(Dataset entries)
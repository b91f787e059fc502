use std::fmt::Write;

use backoffice_core::{BulkPhase, PageViewModel, RowView};

/// Renders the page as plain text, one line per row.
pub fn render(view: &PageViewModel) -> String {
    let mut out = String::new();
    let _ = writeln!(
        out,
        "== {} == page {}/{} | {} shown of {} | {} selected",
        view.resource,
        view.current_page,
        view.total_pages,
        view.filtered_count,
        view.total_items,
        view.selected_count
    );
    if view.list_loading {
        out.push_str("(loading...)\n");
    }
    if view.bulk_phase == BulkPhase::Running {
        out.push_str("(bulk action running...)\n");
    }
    if let Some(error) = &view.error {
        let _ = writeln!(out, "! {error}");
    }
    if let Some(notice) = &view.notice {
        let _ = writeln!(out, "* {notice}");
    }

    if view.rows.is_empty() {
        out.push_str("   (no items)\n");
    } else {
        let marker = if view.all_visible_selected { "[x]" } else { "[ ]" };
        let _ = writeln!(out, "{marker} page");
    }
    for row in &view.rows {
        out.push_str(&render_row(row));
        out.push('\n');
    }
    if !view.statuses.is_empty() {
        let _ = writeln!(out, "statuses: {}", view.statuses.join(", "));
    }
    out
}

fn render_row(row: &RowView) -> String {
    let mut line = format!(
        "{} {:<12} {:<32} {:<9} {:<10}",
        if row.selected { "[x]" } else { "[ ]" },
        row.id,
        truncate(&row.title, 32),
        row.item_type,
        row.status
    );
    if let Some(owner) = &row.owner_name {
        let _ = write!(line, " {owner}");
        if row.owner_is_professional {
            line.push_str(" (pro)");
        }
    }
    if let Some(category) = &row.category {
        let _ = write!(line, " #{category}");
    }
    if let Some(price) = row.price {
        let _ = write!(line, " {price:.2} x{}", row.quantity);
    }
    if let Some(created_at) = row.created_at {
        let _ = write!(line, " {}", created_at.format("%Y-%m-%d"));
    }
    if row.busy {
        line.push_str(" …");
    }
    line.trim_end().to_string()
}

fn truncate(text: &str, width: usize) -> String {
    if text.chars().count() <= width {
        return text.to_string();
    }
    let mut cut: String = text.chars().take(width.saturating_sub(1)).collect();
    cut.push('…');
    cut
}

#[cfg(test)]
mod tests {
    use super::*;
    use backoffice_core::{update, Msg, PageState, Resource};
    use serde_json::json;

    fn loaded_view() -> PageViewModel {
        let state = PageState::new(Resource::Dons).with_page_size(2);
        let (state, _) = update(state, Msg::RefreshRequested);
        let generation = state.generation();
        let (state, _) = update(
            state,
            Msg::ListLoaded {
                generation,
                records: vec![
                    json!({"uuid": "d-1", "titre": "Chaise", "statut": "published",
                           "utilisateur": {"nom": "Awa"}, "created_at": "2024-03-01"}),
                    json!({"uuid": "d-2", "titre": "Table", "prix": 12.5}),
                    json!({"uuid": "d-3", "titre": "Lampe"}),
                ],
            },
        );
        let (state, _) = update(state, Msg::RowToggled("d-1".to_string()));
        state.view()
    }

    #[test]
    fn header_and_rows() {
        let text = render(&loaded_view());
        let lines: Vec<&str> = text.lines().collect();

        assert_eq!(lines[0], "== dons == page 1/2 | 3 shown of 3 | 1 selected");
        assert_eq!(lines[1], "[ ] page");
        assert!(lines[2].starts_with("[x] d-1"), "{}", lines[2]);
        assert!(lines[2].contains("Chaise"));
        assert!(lines[2].ends_with("2024-03-01"), "{}", lines[2]);
        assert!(lines[3].starts_with("[ ] d-2"));
        assert!(lines[3].contains("12.50 x1"));
        assert!(text.contains("statuses: "));
    }

    #[test]
    fn empty_page_and_messages() {
        let view = PageViewModel {
            error: Some("Could not reach the server".to_string()),
            notice: Some("2 of 2 deleted".to_string()),
            list_loading: true,
            ..PageViewModel::default()
        };
        let text = render(&view);

        assert!(text.contains("(loading...)"));
        assert!(text.contains("! Could not reach the server"));
        assert!(text.contains("* 2 of 2 deleted"));
        assert!(text.contains("(no items)"));
    }

    #[test]
    fn long_titles_are_cut() {
        assert_eq!(truncate("abcdef", 4), "abc…");
        assert_eq!(truncate("abc", 4), "abc");
    }
}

▸ **Directions**:
Sift through the entries and copy every line with "update".

▸ **Result of this exercise**:
    use backoffice_core::{update, Msg, PageState, Resource};
        let (state, _) = update(state, Msg::RefreshRequested);
        let (state, _) = update(
        let (state, _) = update(state, Msg::RowToggled("d-1".to_string()));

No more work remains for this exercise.